Jörg Bode: Hilferuf der Stadt Hannover – Land muss endlich endlich handeln

Der stellvertretende Vorsitzende und verkehrspolitische Sprecher der FDP-Fraktion, Jörg Bode, fordert Umweltminister Lies und Wirtschaftsminister Althusmann auf, gemeinsam alles zu unternehmen, um drohende Fahrverbote in Niedersachsen zu verhindern. „Die Landesregierung wird nicht müde zu betonen, dass Fahrverbote unbedingt zu verhindern sind. Sie tut allerdings rein gar nichts, um das zu erreichen. Das ist zu wenig“, so Bode. Die bisherigen Beispiele würden anschaulich belegen, wie unsinnig Fahrverbote seien. „Damit werden lediglich Autofahrer gegängelt und dazu gezwungen, lange Umwege zu fahren. Weniger Stickoxide werden so auf jeden Fall nicht ausgestoßen“, erklärt Bode weiter. Das Land sei dringend aufgerufen, die Standorte der Messstationen in den Städten, denen Fahrverbote drohen, zu überprüfen. Bode: „Bevor wegen einer Übererfüllung der Vorgaben der EU in Niedersachsen Fahrverbote erfolgen, müssen die von der EU vorgegebenen Messrahmen vollständig ausgeschöpft werden. Daher muss das Land sicherstellen, dass in den gefährdeten Städten die Messstationen unverzüglich auf Standorte mit mindestens neuneinhalb Meter Abstand neben der Straße versetzt werden. Das liegt in der Verantwortung des Landes.
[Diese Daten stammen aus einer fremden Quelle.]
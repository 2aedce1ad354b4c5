// Gateway client - forwards subscriptions to an OPC UA protocol gateway
use crate::application::subscription::SubscriptionClient;
use anyhow::{Context, Result};
use async_trait::async_trait;
use serde::Serialize;

#[derive(Debug, Serialize)]
#[serde(rename_all = "camelCase")]
struct MonitoredNode<'a> {
    node_id: &'a str,
}

#[derive(Debug, Serialize)]
#[serde(rename_all = "camelCase")]
struct SubscribeRequest<'a> {
    nodes: Vec<MonitoredNode<'a>>,
    sampling_ms: u64,
}

/// The gateway owns the protocol session and posts samples back to
/// `POST /samples`.
#[derive(Debug, Clone)]
pub struct GatewayClient {
    base_url: String,
    client: reqwest::Client,
}

impl GatewayClient {
    pub fn new(base_url: &str) -> Self {
        Self {
            base_url: base_url.trim_end_matches('/').to_string(),
            client: reqwest::Client::new(),
        }
    }

    fn subscriptions_url(&self) -> String {
        format!("{}/subscriptions", self.base_url)
    }
}

#[async_trait]
impl SubscriptionClient for GatewayClient {
    async fn subscribe(&self, tags: &[String], interval_ms: u64) -> Result<()> {
        let request = SubscribeRequest {
            nodes: tags.iter().map(|tag| MonitoredNode { node_id: tag }).collect(),
            sampling_ms: interval_ms,
        };

        let response = self
            .client
            .post(self.subscriptions_url())
            .json(&request)
            .send()
            .await
            .context("Failed to send subscription to gateway")?;

        if !response.status().is_success() {
            let status = response.status();
            let body = response.text().await.unwrap_or_default();
            anyhow::bail!("Gateway subscription failed with status {}: {}", status, body);
        }

        tracing::debug!(tags = tags.len(), interval_ms, "Gateway subscription accepted");
        Ok(())
    }
}
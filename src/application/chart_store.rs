// Repository trait for persisted charts and workspace records
use crate::domain::chart::Chart;
use crate::domain::workspace::Workspace;
use async_trait::async_trait;
use std::collections::BTreeMap;

#[async_trait]
pub trait ChartStore: Send + Sync {
    /// Replace the charts saved for a workspace
    async fn save_charts(&self, workspace_id: &str, charts: &[Chart]) -> anyhow::Result<()>;

    /// Charts saved for a workspace, empty when none were saved
    async fn load_charts(&self, workspace_id: &str) -> anyhow::Result<Vec<Chart>>;

    /// Every saved chart list keyed by workspace id
    async fn load_all_charts(&self) -> anyhow::Result<BTreeMap<String, Vec<Chart>>>;

    async fn list_workspaces(&self) -> anyhow::Result<Vec<Workspace>>;

    /// Insert or replace by id; returns the updated list
    async fn upsert_workspace(&self, workspace: Workspace) -> anyhow::Result<Vec<Workspace>>;

    /// Remove by id; returns the updated list
    async fn remove_workspace(&self, id: &str) -> anyhow::Result<Vec<Workspace>>;
}
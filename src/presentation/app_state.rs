// Application state for HTTP handlers
use crate::application::engine::EngineHandle;
use crate::application::workspace_service::WorkspaceService;
use crate::domain::chart::TagNode;
use std::time::Duration;

#[derive(Clone)]
pub struct AppState {
    pub engine: EngineHandle,
    pub workspaces: WorkspaceService,
    /// Period of `GET /charts/:id/stream` frames
    pub stream_interval: Duration,
    /// Nodes the attached source can offer for browsing
    pub nodes: Vec<TagNode>,
}
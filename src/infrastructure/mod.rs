// Infrastructure layer - External dependencies and adapters
pub mod chunked_json;
pub mod config;
pub mod gateway_client;
pub mod http_response;
pub mod json_store;
pub mod simulation;
// Simulated data source - synthetic signals for running without a server
use crate::application::engine::{Clock, EngineHandle};
use crate::application::subscription::SubscriptionClient;
use crate::domain::chart::TagNode;
use crate::domain::sample::{Sample, SampleValue};
use async_trait::async_trait;
use std::collections::BTreeSet;
use std::f64::consts::PI;
use std::sync::Arc;
use std::time::Duration;
use tokio::sync::Mutex;
use tokio::task::JoinHandle;

const PHASE_STEP: f64 = 0.1;

const SIMULATED_TAGS: [(&str, &str, &str); 8] = [
    ("ns=1;s=Bool1", "Bool1", "Boolean"),
    ("ns=1;s=Sine1", "Sine1", "Double"),
    ("ns=1;s=Square1", "Square1", "Double"),
    ("ns=1;s=Random1", "Random1", "Double"),
    ("ns=1;s=Step1", "Step1", "Double"),
    ("ns=1;s=Noise1", "Noise1", "Double"),
    ("ns=1;s=Ramp1", "Ramp1", "Double"),
    ("ns=1;s=Triangle1", "Triangle1", "Double"),
];

/// Nodes the simulator can produce, for clients browsing what to chart.
pub fn simulated_nodes() -> Vec<TagNode> {
    SIMULATED_TAGS
        .iter()
        .map(|(tag, name, data_type)| TagNode {
            tag: tag.to_string(),
            browse_name: name.to_string(),
            is_variable: true,
            data_type: Some(data_type.to_string()),
        })
        .collect()
}

/// Value of a simulated tag at `phase` and wall time `t` (epoch ms).
pub fn simulated_value(tag: &str, phase: f64, t: i64) -> SampleValue {
    let value = match tag {
        "ns=1;s=Bool1" => return SampleValue::Bool(phase.sin() > 0.0),
        "ns=1;s=Sine1" => phase.sin() * 50.0 + 50.0,
        "ns=1;s=Square1" => {
            if (phase.floor() as i64) % 2 != 0 {
                100.0
            } else {
                0.0
            }
        }
        "ns=1;s=Step1" => {
            if ((phase / 5.0).floor() as i64) % 2 != 0 {
                75.0
            } else {
                25.0
            }
        }
        "ns=1;s=Noise1" => 50.0 + (rand::random::<f64>() - 0.5) * 20.0,
        "ns=1;s=Ramp1" => (t as f64 / 1000.0) % 100.0,
        "ns=1;s=Triangle1" => 50.0 + 50.0 * (2.0 / PI) * phase.sin().asin(),
        _ => rand::random::<f64>() * 100.0,
    };
    SampleValue::Number(value)
}

#[derive(Default)]
struct Emitter {
    tags: BTreeSet<String>,
    task: Option<JoinHandle<()>>,
}

/// Emits every subscribed tag once per interval straight into the engine.
/// Later subscriptions add tags to the running emitter.
pub struct SimulatedSource {
    engine: EngineHandle,
    clock: Arc<dyn Clock>,
    emitter: Arc<Mutex<Emitter>>,
}

impl SimulatedSource {
    pub fn new(engine: EngineHandle, clock: Arc<dyn Clock>) -> Self {
        Self {
            engine,
            clock,
            emitter: Arc::new(Mutex::new(Emitter::default())),
        }
    }

    fn spawn_emitter(&self, interval_ms: u64) -> JoinHandle<()> {
        let engine = self.engine.clone();
        let clock = self.clock.clone();
        let emitter = self.emitter.clone();

        tokio::spawn(async move {
            let mut interval = tokio::time::interval(Duration::from_millis(interval_ms.max(1)));
            let mut phase = 0.0;
            loop {
                interval.tick().await;
                phase += PHASE_STEP;
                let t = clock.now_ms();
                let samples: Vec<Sample> = emitter
                    .lock()
                    .await
                    .tags
                    .iter()
                    .map(|tag| Sample {
                        tag: tag.clone(),
                        value: simulated_value(tag, phase, t),
                        timestamp: t,
                    })
                    .collect();
                if engine.ingest(samples).await.is_err() {
                    break;
                }
            }
            tracing::debug!("Simulation stopped");
        })
    }
}

#[async_trait]
impl SubscriptionClient for SimulatedSource {
    async fn subscribe(&self, tags: &[String], interval_ms: u64) -> anyhow::Result<()> {
        let mut emitter = self.emitter.lock().await;
        emitter.tags.extend(tags.iter().cloned());
        if emitter.task.is_none() {
            tracing::info!(interval_ms, "Starting simulated source");
            emitter.task = Some(self.spawn_emitter(interval_ms));
        }
        tracing::debug!(tags = emitter.tags.len(), "Simulated tags updated");
        Ok(())
    }
}

impl Drop for SimulatedSource {
    fn drop(&mut self) {
        if let Ok(mut emitter) = self.emitter.try_lock() {
            if let Some(task) = emitter.task.take() {
                task.abort();
            }
        }
    }
}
Hier könnte also direkt Einfluss auf die drohenden Fahrverbote in den betroffenen Städten genommen werden.“ Zudem mahnte er eine vernünftige Verkehrsführung in den Städten an. Die Verstetigung des Verkehrs, die Grüne Welle, optimiere den Schadstoffausstoß erheblich. Dies seien sinnvolle und schnell umsetzbare Maßnahmen, die jetzt dringend gefordert seien.

Hintergrund: Hannovers Oberbürgermeister Stefan Schostock hat heute vor eventuell drohenden Fahrverboten in Hannover gewarnt.